For six years, Woodland Park Zoo, in partnership with U.S. Forest Service Pacific Northwest Research Station, has been working to study rare montane carnivores such as wolverines and Canada lynx. Through the Washington Wolverine Project, research scientists deploy camera traps and high-tech scent dispensers developed by zoo researchers for use in mountainous backcountry terrain too dangerous to access in the winter. More than 30 cameras and scent dispenser stations are currently deployed across Washington.

Woodland Park Zoo and Seattle University have more than 35 cameras deployed across a range of urban to rural locations throughout greater Seattle.
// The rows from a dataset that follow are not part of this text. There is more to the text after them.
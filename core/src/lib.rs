// public
pub mod manifest;

mod database;
pub use database::postgres::{
    batch_operations::{
        insert_rows_batch, upsert, BulkInsertOptions, Identifier, IdentifierError,
        InsertStatement, LoadError, LoadReport, QualifiedName, StatementError, UpsertStatement,
        UpsertStatements, UpsertTarget, UpsertTargetError, DEFAULT_INSERT_BATCH_SIZE,
        DEFAULT_UPSERT_BATCH_SIZE, MAX_BIND_PARAMETERS,
    },
    client::{
        Connection, ConnectionProvider, PgType, PostgresConnection, PostgresConnectionError,
        PostgresConnectionProvider, PostgresError, ToSql,
    },
    sql_type_wrapper::{BindError, Row, SqlValue},
};

mod helpers;
pub use helpers::{batches, remainder_batch_len};

mod simple_file_formatters;
pub use simple_file_formatters::csv::{infer_sql_value, read_csv_rows, CsvRows, ReadCsvError};

mod logger;
pub use logger::{parse_log_level, setup_info_logger, setup_logger, LogSettings};

// export 3rd party dependencies
pub use async_trait::async_trait;
pub use tracing::level_filters::LevelFilter;
pub use tracing::{error as batchload_error, info as batchload_info};
pub mod db;
pub mod yaml;
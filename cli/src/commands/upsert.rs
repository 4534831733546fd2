use std::{num::NonZeroUsize, path::Path};

use batchload::{upsert, UpsertTarget};

use super::{connection_provider, load_source};
use crate::{
    cli_interface::SourceArgs,
    console::{print_error_message, print_success_message, print_warn_message},
};

pub struct UpsertDetails {
    pub pk: Vec<String>,
    pub columns: Vec<String>,
    pub pk_name: Option<String>,
    pub schema: Option<String>,
    pub target_fields: Option<Vec<String>>,
    pub batch_size: NonZeroUsize,
}

impl UpsertDetails {
    pub fn target(&self, table: &str) -> UpsertTarget {
        let mut target =
            UpsertTarget::new(table, self.pk.iter().cloned(), self.columns.iter().cloned());
        target.pk_name = self.pk_name.clone();
        target.schema = self.schema.clone();
        target.target_fields = self.target_fields.clone();
        target
    }
}

pub async fn handle_upsert_command(
    config_path: &Path,
    source: &SourceArgs,
    details: UpsertDetails,
) -> Result<(), String> {
    let target = details.target(&source.table);

    // Fail on a bad target before reading the file or touching the database
    target.statement().map_err(|e| {
        let message = format!("Invalid upsert target {}: {}", source.table, e);
        print_error_message(&message);
        message
    })?;

    let csv = load_source(source).await?;
    if let Some(header) = &csv.header {
        let expected = target.target_fields.as_ref().unwrap_or(&target.all_fields);
        if header != expected {
            print_warn_message(&format!(
                "CSV header {:?} differs from the upsert columns {:?}, values are bound by position",
                header, expected
            ));
        }
    }

    let provider = connection_provider(config_path)?;

    let report = upsert(&provider, &target, &csv.rows, details.batch_size).await.map_err(|e| {
        let message = format!("Could not upsert into {}: trace: {}", source.table, e);
        print_error_message(&message);
        message
    })?;

    print_success_message(&format!(
        "Upserted {} rows into {} in {} batches.",
        report.total_rows, source.table, report.batches
    ));

    Ok(())
}
//! In-memory stand-in for the database, recording what the loaders do and what they log.

use std::{
    io,
    sync::{Arc, Mutex},
};

use async_trait::async_trait;
use tracing::{level_filters::LevelFilter, subscriber::DefaultGuard};
use tracing_subscriber::fmt::MakeWriter;

use crate::database::postgres::client::{
    Connection, ConnectionProvider, PostgresConnectionError, PostgresError, ToSql,
};

#[derive(Debug, Clone, PartialEq, Eq)]
pub enum Event {
    Connect,
    Execute { sql: String, params: usize },
    Commit,
    Close,
    Released,
}

#[derive(Default)]
pub struct RecordingProvider {
    events: Arc<Mutex<Vec<Event>>>,
    fail_on_execute: Option<usize>,
}

impl RecordingProvider {
    pub fn new() -> Self {
        Self::default()
    }

    /// Makes the `n`th execute (zero based) fail.
    pub fn failing_on_execute(n: usize) -> Self {
        RecordingProvider { fail_on_execute: Some(n), ..Self::default() }
    }

    pub fn events(&self) -> Vec<Event> {
        self.events.lock().unwrap().clone()
    }

    pub fn executes(&self) -> Vec<(String, usize)> {
        self.events()
            .into_iter()
            .filter_map(|event| match event {
                Event::Execute { sql, params } => Some((sql, params)),
                _ => None,
            })
            .collect()
    }

    pub fn count(&self, wanted: &Event) -> usize {
        self.events().iter().filter(|event| *event == wanted).count()
    }
}

pub struct RecordingConnection {
    events: Arc<Mutex<Vec<Event>>>,
    fail_on_execute: Option<usize>,
    executed: usize,
}

impl RecordingConnection {
    fn push(&self, event: Event) {
        self.events.lock().unwrap().push(event);
    }
}

#[async_trait]
impl Connection for RecordingConnection {
    async fn execute(
        &mut self,
        statement: &str,
        params: &[&(dyn ToSql + Sync)],
    ) -> Result<u64, PostgresError> {
        let n = self.executed;
        self.executed += 1;

        if self.fail_on_execute == Some(n) {
            return Err(PostgresError::ConnectionClosed);
        }

        self.push(Event::Execute { sql: statement.to_string(), params: params.len() });
        Ok(1)
    }

    async fn commit(&mut self) -> Result<(), PostgresError> {
        self.push(Event::Commit);
        Ok(())
    }

    async fn close(self) {
        self.push(Event::Close);
    }
}

impl Drop for RecordingConnection {
    fn drop(&mut self) {
        self.push(Event::Released);
    }
}

#[async_trait]
impl ConnectionProvider for RecordingProvider {
    type Connection = RecordingConnection;

    async fn connect(&self) -> Result<RecordingConnection, PostgresConnectionError> {
        self.events.lock().unwrap().push(Event::Connect);

        Ok(RecordingConnection {
            events: Arc::clone(&self.events),
            fail_on_execute: self.fail_on_execute,
            executed: 0,
        })
    }
}

/// INFO output of the current thread, one message per line.
#[derive(Clone, Default)]
pub struct LogCapture {
    buffer: Arc<Mutex<Vec<u8>>>,
}

impl LogCapture {
    /// Captures until the returned guard is dropped. Tokio tests run on one thread, so the
    /// guard covers every `.await` of the test body.
    pub fn start() -> (Self, DefaultGuard) {
        let capture = LogCapture::default();
        let subscriber = tracing_subscriber::fmt()
            .with_writer(capture.clone())
            .with_max_level(LevelFilter::INFO)
            .with_ansi(false)
            .with_level(false)
            .with_target(false)
            .without_time()
            .finish();

        let guard = tracing::subscriber::set_default(subscriber);
        (capture, guard)
    }

    pub fn lines(&self) -> Vec<String> {
        let buffer = self.buffer.lock().unwrap();
        String::from_utf8_lossy(&buffer).lines().map(|line| line.trim().to_string()).collect()
    }
}

impl io::Write for LogCapture {
    fn write(&mut self, buf: &[u8]) -> io::Result<usize> {
        self.buffer.lock().unwrap().extend_from_slice(buf);
        Ok(buf.len())
    }

    fn flush(&mut self) -> io::Result<()> {
        Ok(())
    }
}

impl<'a> MakeWriter<'a> for LogCapture {
    type Writer = LogCapture;

    fn make_writer(&'a self) -> Self::Writer {
        self.clone()
    }
}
Through this collaborative Seattle Urban Carnivore Project launched in 2019, scientists explore how carnivores—such as black bears, bobcats, cougars, coyotes, red foxes—live and interact with people across the greater Seattle area.

“This project is a great opportunity for people from throughout the region to become directly involved with research on the animals that live, sometimes literally, in their backyards. Through this project our students are able to participate in real-world, community-focused research that is happening right here in Seattle,” said Mark Jordan, PhD, associate professor of biology at Seattle University.

The Seattle Urban Carnivore Project is part of a multi-city research effort, the Urban Wildlife Information Network, coordinated by Lincoln Park Zoo’s Urban Wildlife Institute. The Network is a partnership of researchers across the country who use standardized wildlife-monitoring protocols to understand the ecology and behavior of urban wildlife species. By pooling data across multiple North American cities, the network is seeking to understand why animals in different cities behave the way they do, and what patterns hold true across the continent.

The Seattle Urban Carnivore and Washington Wolverine Projects are among several wildlife conservation projects that Woodland Park Zoo supports through its Living Northwest Program. From western pond turtles and Oregon silverspot butterflies, to raptors and river otters, the projects focus on species recovery, habitat protection, wildlife education and human-wildlife coexistence across the Pacific Northwest.